En octobre 2025, j'ai pris le temps de faire une pause dans mon rythme professionnel pour vivre une expérience un peu différente : une formation de 200 heures en enseignement du yoga, après quelques jours de voyage au Sri Lanka qui ont déjà marqué un premier ralentissement.
Pendant un mois, l'immersion a été totale. Un rythme soutenu, six jours sur sept, structuré autour de la pratique et de l'apprentissage : environ quatre heures de yoga quotidien (Ashtanga et Hatha), deux heures de méditation par jour, des séances de yoga nidra, ainsi que des temps dédiés à l'anatomie et à la philosophie du yoga.
L'expérience allait bien au-delà de la pratique physique. Dix jours de silence, des repas pris de manière ritualisée, un cadre simple invitant à se recentrer et à observer autrement le corps, le mouvement et l'attention portée à soi.

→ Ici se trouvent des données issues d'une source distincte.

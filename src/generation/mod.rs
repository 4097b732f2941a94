//! Document generation: planning, parallel section drafting, repair and aggregation.

pub mod aggregate;
pub mod cache;
pub mod evidence;
pub mod filler;
pub mod model_pool;
pub mod orchestrator;
pub mod plan;
pub mod planner;
pub mod postprocess;
pub mod prompts;
pub mod repair;
pub mod request;
pub mod scheduler;
pub mod stall_guard;
pub mod worker;

pub use aggregate::{normalize_headings, AggregatedDocument, Aggregator};
pub use cache::{CacheStats, ContentCache};
pub use evidence::{
    EvidencePack, EvidencePrefetcher, EvidenceProvider, EvidenceSource, NoEvidence,
    RetrievedEvidence,
};
pub use filler::{ContentFiller, TemplateFiller};
pub use model_pool::{Affinity, ModelPool};
pub use orchestrator::{Orchestrator, RunContext};
pub use plan::{DocumentPlan, PlanSection, SectionBudget, StructPlanItem};
pub use planner::Planner;
pub use request::{GeneratedDocument, GenerationRequest, OutlineItem, PhaseTiming};
pub use scheduler::SectionScheduler;
pub use stall_guard::StallGuard;
pub use worker::{SectionOutcome, SectionResult};
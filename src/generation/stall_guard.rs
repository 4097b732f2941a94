//! Caller-side stall guard.
//!
//! The orchestrator runs on its own task and reports through a channel; the guard reads
//! that channel with a per-event stall window and an overall deadline, so a hung producer
//! can never block detection. On stall, timeout or an `error` terminal event the guard
//! aborts the run and falls back to a single-pass generation.

use futures::StreamExt;
use std::sync::Arc;
use std::time::Duration;
use tokio::time::Instant;
use tracing::{error, info, warn};

use crate::error::ApiError;
use crate::generation::aggregate::normalize_headings;
use crate::generation::orchestrator::{new_run_id, Orchestrator, RunContext};
use crate::generation::planner::title::resolve_title;
use crate::generation::prompts::{single_pass_prompt, SINGLE_PASS_SYSTEM};
use crate::generation::request::{GeneratedDocument, GenerationRequest};
use crate::progress::{EventBus, ProgressEvent};
use crate::provider::{ChatMessage, CompletionOptions};
use crate::text::measure::body_len;
use crate::text::sanitize::{sanitize_output_text, strip_markdown_noise};
use crate::text::SectionToken;

/// Buffers streamed chunks into deltas of at least `min_chars`, or whatever has arrived
/// once `max_wait` has passed since the last flush.
pub struct DeltaCoalescer {
    min_chars: usize,
    max_wait: Duration,
    buffer: String,
    last_flush: Instant,
}

impl DeltaCoalescer {
    pub fn new(min_chars: usize, max_wait: Duration) -> Self {
        Self {
            min_chars,
            max_wait,
            buffer: String::new(),
            last_flush: Instant::now(),
        }
    }

    pub fn push(&mut self, chunk: &str) -> Option<String> {
        self.buffer.push_str(chunk);
        let due = self.buffer.chars().count() >= self.min_chars
            || self.last_flush.elapsed() >= self.max_wait;
        if due && !self.buffer.is_empty() {
            self.last_flush = Instant::now();
            Some(std::mem::take(&mut self.buffer))
        } else {
            None
        }
    }

    pub fn finish(&mut self) -> Option<String> {
        (!self.buffer.is_empty()).then(|| std::mem::take(&mut self.buffer))
    }
}

pub struct StallGuard {
    ctx: Arc<RunContext>,
}

impl StallGuard {
    pub fn new(ctx: Arc<RunContext>) -> Self {
        Self { ctx }
    }

    /// Run the orchestrator under the stall and overall timeouts. Every event is relayed to
    /// `events`; the last one is always `final` or `error`.
    pub async fn run(
        &self,
        request: GenerationRequest,
        events: &EventBus,
    ) -> Result<GeneratedDocument, ApiError> {
        let stream = &self.ctx.config.stream;
        let (stall, overall) = stream.effective_timeouts();
        let deadline = Instant::now() + overall;

        let (inner, mut rx) = EventBus::new_pair();
        let orchestrator = Orchestrator::new(self.ctx.clone());
        let run_request = request.clone();
        let mut handle = tokio::spawn(async move { orchestrator.run(run_request, &inner).await });

        let cause = loop {
            let now = Instant::now();
            if now >= deadline {
                break ApiError::GenerationTimeout(overall);
            }
            match tokio::time::timeout(stall.min(deadline - now), rx.recv()).await {
                Ok(Some(ProgressEvent::Final { text, problems })) => {
                    events.emit(ProgressEvent::Final {
                        text: text.clone(),
                        problems: problems.clone(),
                    });
                    return match (&mut handle).await {
                        Ok(Ok(doc)) => Ok(doc),
                        _ => Ok(minimal_document(&request, text, problems)),
                    };
                }
                Ok(Some(ProgressEvent::Error { message })) => {
                    break ApiError::GenerationFailed(message);
                }
                Ok(Some(event)) => {
                    events.emit(event);
                }
                Ok(None) => {
                    break ApiError::GenerationFailed(
                        "generator ended without a terminal event".to_string(),
                    );
                }
                Err(_) if Instant::now() >= deadline => break ApiError::GenerationTimeout(overall),
                Err(_) => break ApiError::GenerationStalled(stall),
            }
        };
        handle.abort();
        warn!(cause = %cause, "Orchestrated generation abandoned");

        if !stream.fallback_enabled {
            events.emit(ProgressEvent::Error {
                message: cause.to_string(),
            });
            return Err(cause);
        }

        match self.single_pass(&request, &cause, events, overall).await {
            Ok(doc) => Ok(doc),
            Err(fallback_err) => {
                let message = format!("{}; single-pass fallback failed: {}", cause, fallback_err);
                error!(message = %message, "Generation failed");
                events.emit(ProgressEvent::Error {
                    message: message.clone(),
                });
                Err(ApiError::GenerationFailed(message))
            }
        }
    }

    async fn single_pass(
        &self,
        request: &GenerationRequest,
        cause: &ApiError,
        events: &EventBus,
        limit: Duration,
    ) -> Result<GeneratedDocument, ApiError> {
        let config = &self.ctx.config;
        let model = config
            .models
            .aggregator_model
            .clone()
            .unwrap_or_else(|| self.ctx.resolver.default_model().to_string());
        let client = self.ctx.resolver.client_for(&model)?;
        let title = resolve_title(request.title.as_deref(), &request.existing_text, &request.instruction);
        let token = SectionToken::h2(title.clone());
        let total = config.generation.total_chars();
        info!(model = %model, cause = %cause, "Running single-pass fallback");

        events.emit(ProgressEvent::section_start(&token));
        let prompt = single_pass_prompt(&request.instruction, &request.existing_text, total);
        let options = CompletionOptions::default().with_temperature(config.generation.temperature);
        let draft = async {
            let mut stream = client
                .stream(ChatMessage::exchange(SINGLE_PASS_SYSTEM, prompt), options)
                .await?;
            let mut coalescer = DeltaCoalescer::new(
                config.stream.fallback_chunk_chars,
                Duration::from_millis(config.stream.fallback_flush_ms),
            );
            let mut raw = String::new();
            while let Some(chunk) = stream.next().await {
                let chunk = chunk?;
                raw.push_str(&chunk);
                if let Some(delta) = coalescer.push(&chunk) {
                    events.emit(ProgressEvent::section_delta(&token, delta));
                }
            }
            if let Some(delta) = coalescer.finish() {
                events.emit(ProgressEvent::section_delta(&token, delta));
            }
            Ok::<_, ApiError>(raw)
        };
        let raw = tokio::time::timeout(limit, draft)
            .await
            .map_err(|_| ApiError::GenerationTimeout(limit))??;

        let cleaned = sanitize_output_text(&strip_markdown_noise(&raw));
        if cleaned.trim().is_empty() {
            return Err(ApiError::GenerationFailed(
                "single-pass fallback produced no text".to_string(),
            ));
        }
        let text = normalize_headings(&cleaned, &title, &[]);
        events.emit(ProgressEvent::section_end(&token));

        let mut problems = Vec::new();
        if !text.lines().any(|l| l.starts_with("## ")) {
            problems.push("fallback output has no section headings".to_string());
        }
        let len = body_len(&text);
        if total > 0 && (len as f64 - total as f64).abs() / total as f64 > 0.10 {
            problems.push(format!("document length {} deviates from the target {}", len, total));
        }
        problems.push(format!("fallback used: {}", cause));

        events.emit(ProgressEvent::Final {
            text: text.clone(),
            problems: problems.clone(),
        });
        Ok(GeneratedDocument {
            run_id: new_run_id(&request.instruction),
            title,
            sections: vec![(token, text.clone())],
            text,
            problems,
            phase_timings: Vec::new(),
        })
    }
}

fn minimal_document(request: &GenerationRequest, text: String, problems: Vec<String>) -> GeneratedDocument {
    let title = text
        .lines()
        .find_map(|l| l.strip_prefix("# "))
        .map(str::to_string)
        .unwrap_or_else(|| resolve_title(request.title.as_deref(), &request.existing_text, &request.instruction));
    GeneratedDocument {
        run_id: new_run_id(&request.instruction),
        title,
        text,
        problems,
        sections: Vec::new(),
        phase_timings: Vec::new(),
    }
}
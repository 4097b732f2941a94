//! End-to-end generation scenarios against the scripted model client.

use docweave::generation::{GenerationRequest, Orchestrator, OutlineItem, Planner, RunContext};
use docweave::progress::{EventBus, ProgressEvent, SectionPhase};
use docweave::text::measure::body_len;
use std::sync::Arc;

use crate::integration::support::{
    drain, stub_config, HangingEvidence, ScriptedClient, StaticEvidence, StubResolver,
};

fn three_part_outline() -> Vec<OutlineItem> {
    vec![
        OutlineItem::new(1, "背景"),
        OutlineItem::new(1, "方案"),
        OutlineItem::new(1, "结论"),
    ]
}

#[tokio::test]
async fn report_without_outline_ends_in_references_with_one_title() {
    let client = Arc::new(ScriptedClient::new(600));
    let ctx = RunContext::new(stub_config(), StubResolver::new(client.clone()));
    let (bus, mut rx) = EventBus::new_pair();

    let doc = Orchestrator::new(Arc::new(ctx))
        .run(GenerationRequest::new("写一篇关于供应链管理的报告"), &bus)
        .await
        .unwrap();
    let events = drain(&mut rx);

    let planned = events
        .iter()
        .find_map(|e| match e {
            ProgressEvent::Plan { sections, .. } => Some(sections.clone()),
            _ => None,
        })
        .unwrap();
    assert_eq!(planned.last().unwrap().title(), "参考文献");

    let top_level = doc.text.lines().filter(|l| l.starts_with("# ")).count();
    assert_eq!(top_level, 1);
    assert!(doc.text.contains("## 参考文献"));
    assert!(matches!(events.last(), Some(ProgressEvent::Final { .. })));
}

#[tokio::test]
async fn required_outline_keeps_three_primary_sections() {
    let config = stub_config();
    let request = GenerationRequest::new("写一份仓储系统改造方案").with_outline(three_part_outline(), false);

    let plan = Planner::new(&config.generation, None).plan(&request).await.unwrap();

    let titles: Vec<&str> = plan.sections.iter().map(|s| s.title()).collect();
    assert_eq!(titles, vec!["背景", "方案", "结论", "参考文献"]);
    let sum = plan.target_sum() as f64;
    let total = plan.total_chars as f64;
    assert!((sum - total).abs() / total <= 0.05, "sum {} vs total {}", sum, total);
}

#[tokio::test]
async fn two_failures_then_success_yield_two_retries_and_one_end() {
    let mut config = stub_config();
    config.generation.section_attempts = 3;
    let client = Arc::new(ScriptedClient::new(600).failing("背景", 2));
    let ctx = RunContext::new(config, StubResolver::new(client.clone()));
    let (bus, mut rx) = EventBus::new_pair();

    let request = GenerationRequest::new("写一份仓储系统改造方案").with_outline(three_part_outline(), false);
    let doc = Orchestrator::new(Arc::new(ctx)).run(request, &bus).await.unwrap();
    let events = drain(&mut rx);

    let phases: Vec<SectionPhase> = events
        .iter()
        .filter_map(|e| e.section_phase())
        .filter(|(token, _)| token.title() == "背景")
        .map(|(_, phase)| phase)
        .collect();
    assert_eq!(phases.iter().filter(|p| **p == SectionPhase::Retry).count(), 2);
    assert_eq!(phases.iter().filter(|p| **p == SectionPhase::End).count(), 1);
    assert_eq!(phases.first(), Some(&SectionPhase::Start));
    assert_eq!(phases.last(), Some(&SectionPhase::End));
    assert!(!doc.problems.iter().any(|p| p.contains("fallback content")));
}

#[tokio::test]
async fn hanging_evidence_degrades_to_empty_packs() {
    let mut config = stub_config();
    config.evidence.enabled = true;
    config.evidence.batch_timeout_secs = 1;
    let client = Arc::new(ScriptedClient::new(600));
    let ctx = RunContext::new(config, StubResolver::new(client)).with_evidence(Arc::new(HangingEvidence));
    let (bus, mut rx) = EventBus::new_pair();

    let request = GenerationRequest::new("写一份仓储系统改造方案").with_outline(three_part_outline(), false);
    let doc = Orchestrator::new(Arc::new(ctx)).run(request, &bus).await.unwrap();
    let events = drain(&mut rx);

    assert!(matches!(events.last(), Some(ProgressEvent::Final { .. })));
    assert!(doc
        .problems
        .iter()
        .any(|p| p.starts_with("evidence unavailable for 4 of 4 sections")));
    assert!(doc
        .problems
        .iter()
        .any(|p| p == "evidence mode is enabled but no sources were retrieved"));
}

#[tokio::test]
async fn retrieved_sources_without_citations_are_reported() {
    let mut config = stub_config();
    config.evidence.enabled = true;
    let client = Arc::new(ScriptedClient::new(600));
    let ctx = RunContext::new(config, StubResolver::new(client)).with_evidence(Arc::new(StaticEvidence));
    let (bus, _rx) = EventBus::new_pair();

    let request = GenerationRequest::new("写一份仓储系统改造方案").with_outline(three_part_outline(), false);
    let doc = Orchestrator::new(Arc::new(ctx)).run(request, &bus).await.unwrap();

    assert!(!doc.problems.iter().any(|p| p.starts_with("evidence unavailable")));
    assert!(doc.problems.iter().any(|p| p.contains("cites none")));
}

#[tokio::test]
async fn global_floor_pads_short_drafts_to_the_minimum() {
    let mut config = stub_config();
    config.generation.min_total_chars = 5000;
    let client = Arc::new(ScriptedClient::new(1000));
    let ctx = RunContext::new(config, StubResolver::new(client));
    let (bus, _rx) = EventBus::new_pair();

    let request = GenerationRequest::new("写一份仓储系统改造方案").with_outline(three_part_outline(), false);
    let doc = Orchestrator::new(Arc::new(ctx)).run(request, &bus).await.unwrap();

    let body: usize = doc.sections.iter().map(|(_, text)| body_len(text)).sum();
    assert!(body >= 5000, "document body is {} chars", body);
    assert!(!doc.problems.iter().any(|p| p.contains("below the configured minimum")));
    assert_eq!(doc.text.lines().filter(|l| l.starts_with("## ")).count(), 4);
}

En tant qu'ergothérapeute, cette immersion a particulièrement résonné avec ma pratique professionnelle. Travailler la présence, l'écoute corporelle, la respiration et l'adaptation du mouvement rappelle combien le soin passe aussi par la manière d'habiter son corps et de retrouver un équilibre dans le quotidien.
Je repars de cette expérience avec de nouveaux outils, mais surtout avec une autre qualité de regard sur le mouvement, l'accompagnement et le rythme nécessaire à chacun.
Une parenthèse exigeante, parfois déstabilisante, mais profondément enrichissante, que j'ai aujourd'hui envie d'intégrer progressivement dans ma pratique.